Army Readiness Won't Last Without Attention

3rd Cav firing Howitzer
Photo by: U.S. Army

Commanders and leaders across the Army should always be working to build and protect readiness, the service’s top general said.

“Over the last three or four years, we’ve built back our readiness,” Army Chief of Staff Gen. James McConville said recently during a virtual event hosted by the American Enterprise Institute. “Readiness is fragile. You have to continue to invest in it because it can very quickly go away.”

To sustain its hard-earned readiness, the Army is trying to move to a “foundational readiness model,” McConville said, that is focused on giving the most training time and attention to small units, “where the rubber meets the road.”

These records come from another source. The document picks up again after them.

//! # batch 子命令实现
//!
//! 对目录中每个实验数据文件，在其 q 点上计算 1D 模型强度，
//! 写出 `<name>_model.csv`（q, data, model 三列，无数据列时为两列）。
//!
//! ## 依赖关系
//! - 使用 `cli/batch.rs` 定义的 BatchArgs
//! - 使用 `batch/` 模块收集文件并并行处理
//! - 使用 `parsers/qdata.rs` 读取 q 点

use crate::batch::{BatchRunner, FileCollector, ProcessResult};
use crate::cli::batch::BatchArgs;
use crate::commands::setup;
use crate::error::{Result, SansError};
use crate::models::EllipticalCylinderModel;
use crate::parsers::{self, ColumnData};
use crate::utils::output;

use std::fs;
use std::path::{Path, PathBuf};

/// 执行批量计算
pub fn execute(args: BatchArgs) -> Result<()> {
    output::print_header("Batch Model Evaluation");

    let model = setup::build_model(&args.model)?;
    output::print_info(&format!("Dispersion grid: {} points", model.grid_size_1d()));

    let files = FileCollector::new(args.input.clone())
        .with_pattern(&args.pattern)?
        .recursive(args.recursive)
        .collect()?;

    if files.is_empty() {
        output::print_warning(&format!(
            "No matching files found with pattern '{}'",
            args.pattern
        ));
        return Ok(());
    }

    output::print_info(&format!("Found {} data files", files.len()));

    fs::create_dir_all(&args.output).map_err(|e| SansError::FileWriteError {
        path: args.output.display().to_string(),
        source: e,
    })?;

    let runner = BatchRunner::new(args.jobs);
    let result = runner.run(files, |file| {
        process_file(file, &args.output, args.overwrite, &model)
    })?;

    output::print_separator();
    output::print_success(&format!(
        "Batch complete: {} files, {} success, {} skipped, {} failed",
        result.total(),
        result.success,
        result.skipped,
        result.failed
    ));

    for msg in result.skips.iter().take(10) {
        output::print_skip(msg);
    }

    if !result.failures.is_empty() {
        output::print_warning("Failed files:");
        for (path, err) in result.failures.iter().take(10) {
            output::print_error(&format!("  {}: {}", path, err));
        }
        if result.failures.len() > 10 {
            output::print_warning(&format!("  ... and {} more", result.failures.len() - 10));
        }
    }

    Ok(())
}

/// 输出文件路径
fn output_path(input: &Path, output_dir: &Path) -> PathBuf {
    let stem = input
        .file_stem()
        .and_then(|s| s.to_str())
        .unwrap_or("data");
    output_dir.join(format!("{}_model.csv", stem))
}

/// 处理单个数据文件
fn process_file(
    input: &PathBuf,
    output_dir: &Path,
    overwrite: bool,
    model: &EllipticalCylinderModel,
) -> ProcessResult {
    let output_file = output_path(input, output_dir);

    if output_file.exists() && !overwrite {
        return ProcessResult::Skipped(format!(
            "Output exists, skipping: {}",
            output_file.display()
        ));
    }

    match evaluate_file(input, &output_file, model) {
        Ok(n) => ProcessResult::Success(format!(
            "{} -> {} ({} points)",
            input.display(),
            output_file.display(),
            n
        )),
        Err(e) => ProcessResult::Failed(input.display().to_string(), e.to_string()),
    }
}

/// 在数据文件的 q 点上求值并写出 CSV，返回点数
fn evaluate_file(input: &Path, output: &Path, model: &EllipticalCylinderModel) -> Result<usize> {
    let data = parsers::parse_column_file(input)?;
    if data.rows.is_empty() {
        return Err(SansError::ParseError {
            format: "column data".to_string(),
            path: input.display().to_string(),
            reason: "no data rows".to_string(),
        });
    }

    write_model_csv(&data, output, |q| model.evaluate_1d(q))?;
    Ok(data.rows.len())
}

/// 写出 q, [data,] model 列
fn write_model_csv<F: Fn(f64) -> f64>(data: &ColumnData, output: &Path, model: F) -> Result<()> {
    let with_data = data.min_columns() >= 2;
    let mut wtr = csv::Writer::from_path(output)?;

    if with_data {
        wtr.write_record(["q", "data", "model"])?;
    } else {
        wtr.write_record(["q", "model"])?;
    }

    for row in &data.rows {
        let q = row[0];
        let value = format!("{:.6e}", model(q));
        if with_data {
            wtr.write_record(&[format!("{:.6e}", q), format!("{:.6e}", row[1]), value])?;
        } else {
            wtr.write_record(&[format!("{:.6e}", q), value])?;
        }
    }

    wtr.flush().map_err(|e| SansError::FileWriteError {
        path: output.display().to_string(),
        source: e,
    })?;
    Ok(())
}

#[cfg(test)]
mod tests {
    use super::*;

    fn temp_dir(tag: &str) -> PathBuf {
        let dir = std::env::temp_dir().join(format!("sansmodel_batch_{}_{}", tag, std::process::id()));
        fs::create_dir_all(&dir).unwrap();
        dir
    }

    #[test]
    fn test_output_path() {
        assert_eq!(
            output_path(Path::new("data/run1.dat"), Path::new("out")),
            PathBuf::from("out/run1_model.csv")
        );
    }

    #[test]
    fn test_write_model_csv_with_data_column() {
        let dir = temp_dir("csv");
        let data = ColumnData {
            name: "run".to_string(),
            rows: vec![vec![0.1, 5.0, 0.2], vec![0.2, 2.0, 0.1]],
        };
        let path = dir.join("run_model.csv");
        write_model_csv(&data, &path, |q| 10.0 * q).unwrap();

        let text = fs::read_to_string(&path).unwrap();
        let lines: Vec<&str> = text.lines().collect();
        assert_eq!(lines[0], "q,data,model");
        assert_eq!(lines[1], "1.000000e-1,5.000000e0,1.000000e0");
        fs::remove_dir_all(&dir).ok();
    }

    #[test]
    fn test_process_file_skips_existing_output() {
        let dir = temp_dir("skip");
        let input = dir.join("sample.dat");
        fs::write(&input, "0.01\n0.02\n").unwrap();
        fs::write(dir.join("sample_model.csv"), "old").unwrap();

        let model = EllipticalCylinderModel::new();
        let result = process_file(&input, &dir, false, &model);
        assert!(matches!(result, ProcessResult::Skipped(_)));

        let result = process_file(&input, &dir, true, &model);
        assert!(matches!(result, ProcessResult::Success(_)));
        let text = fs::read_to_string(dir.join("sample_model.csv")).unwrap();
        assert!(text.starts_with("q,model\n"));
        assert_eq!(text.lines().count(), 3);

        fs::remove_dir_all(&dir).ok();
    }
}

That means spending more time training squads, platoons and companies. “Those are your fighting units,” McConville said. This also allows soldiers to build a solid foundation and cohesive, disciplined and fit teams, McConville said.

“We bring 130,000 soldiers into the Army every single year, so about one-third of your unit is changing over all the time,” he said. “You always have to come back and continue to train those people who are at the lowest level.”

The Minnesota National Guard’s 1st Armored Brigade Combat Team, 34th Infantry Division, is a good example of the effectiveness of that approach, McConville said.

In August, the brigade completed a rotation at the National Training Center at Fort Irwin, California, almost immediately after its soldiers had spent months conducting COVID-19 and civil disturbance response missions.

“Their road to their CTC was something I think no one has ever seen,” McConville said. The brigade did a “great job training their squads and platoons” but didn’t have time to train any higher than that, he said. And yet, the brigade did “extremely well” during the rotation, McConville said.

Moving forward, McConville said he is always concerned about readiness.

“You can’t buy back flight training or live-fire training,” he said. “In a two-year period, if the lieutenants and captains and noncommissioned officers don’t get a chance to go to a combat training center, then they may never have that experience, so it’s very important to get them that.”